2015-11-15 19:41 GMT-05:00 Richard Eisenberg <eir at cis.upenn.edu>:
> After reading Francesco's original post, I immediately thought of Ömer's proposed approach, of using Template Haskell to produce the right data family instances. But I don't see why you'd need quoting at constructor calls. Couldn't you just have a type class like `PointFamily`? I'd be more interested to see client code in Ömer's version than the TH generation code.
>
> The TH approach would seem to require having a fixed set of specializations, which is a downside.
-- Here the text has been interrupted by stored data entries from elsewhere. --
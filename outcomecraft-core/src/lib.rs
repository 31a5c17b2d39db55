//! outcomecraft-core: Core library for TriNetX outcome tables
//!
//! This library turns spreadsheet exports of a cohort comparison into a
//! fixed [`OutcomeRecord`] (two cohort rows and three association
//! statistics) and renders those records as HTML tables or CSV.

pub mod batch;
pub mod config;
pub mod error;
pub mod extract;
pub mod format;
pub mod locator;
pub mod order;
pub mod present;
pub mod reader;
pub mod record;

use std::path::Path;

pub use batch::{FileReport, UploadedFile};
pub use config::OutcomesConfig;
pub use error::{ExtractionError, LoadError, OutcomeError};
pub use extract::{ExtractionOptions, ExtractionStrategy, Extractor};
pub use order::DisplayOrder;
pub use reader::{FileKind, Grid};
pub use record::{CohortRow, Coerced, OutcomeRecord, StatRow, StatisticKind};

/// Main table generator interface
pub struct TableGenerator {
    config: OutcomesConfig,
    extractor: Extractor,
}

impl TableGenerator {
    /// Create a new generator with the default (canonical export) configuration
    pub fn new() -> Self {
        Self::with_config(OutcomesConfig::default())
    }

    /// Create a new generator with custom configuration
    pub fn with_config(config: OutcomesConfig) -> Self {
        let extractor = Extractor::new(config.extraction.clone());
        Self { config, extractor }
    }

    pub fn config(&self) -> &OutcomesConfig {
        &self.config
    }

    /// Load and extract a single uploaded file
    pub fn process_file(&self, file: &UploadedFile) -> Result<OutcomeRecord, OutcomeError> {
        let kind = FileKind::from_file_name(&file.name)?;
        let grid = reader::load_grid(&file.bytes, kind, &self.config.loader)?;
        let outcome_name = batch::outcome_name(&file.name, &self.config);
        let record = self.extractor.extract(&grid, &outcome_name)?;
        Ok(record)
    }

    /// Process files in order. A failure in one file never stops the others.
    pub fn process_batch(&self, files: &[UploadedFile]) -> Vec<FileReport> {
        files
            .iter()
            .map(|file| {
                let outcome = self.process_file(file);
                batch::log_outcome(&file.name, &outcome);
                FileReport {
                    file_name: file.name.clone(),
                    outcome,
                }
            })
            .collect()
    }

    /// Read files from disk and process them in order.
    ///
    /// A file that cannot be read is reported as a [`LoadError::Io`] for that
    /// file only.
    pub fn process_paths<P: AsRef<Path>>(&self, paths: &[P]) -> Vec<FileReport> {
        paths
            .iter()
            .map(|path| {
                let path = path.as_ref();
                let file_name = batch::display_name(path);
                let outcome = UploadedFile::read(path)
                    .map_err(|e| OutcomeError::Load(LoadError::Io(e)))
                    .and_then(|file| self.process_file(&file));
                batch::log_outcome(&file_name, &outcome);
                FileReport { file_name, outcome }
            })
            .collect()
    }
}

impl Default for TableGenerator {
    fn default() -> Self {
        Self::new()
    }
}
But I'm not sure it's so much of a downside that the approach is unusable.
>
> Richard
>
> On Nov 15, 2015, at 10:08 AM, Ömer Sinan Ağacan <omeragacan at gmail.com> wrote:
>
>> I had started working on exactly the same thing at some point. I had a
>> TemplateHaskell-based implementation which _almost_ worked.
>>
>> The problem was that the syntax was very, very heavy. Because I had to use
>> quotes for _every_ constructor application(with explicitly passed types).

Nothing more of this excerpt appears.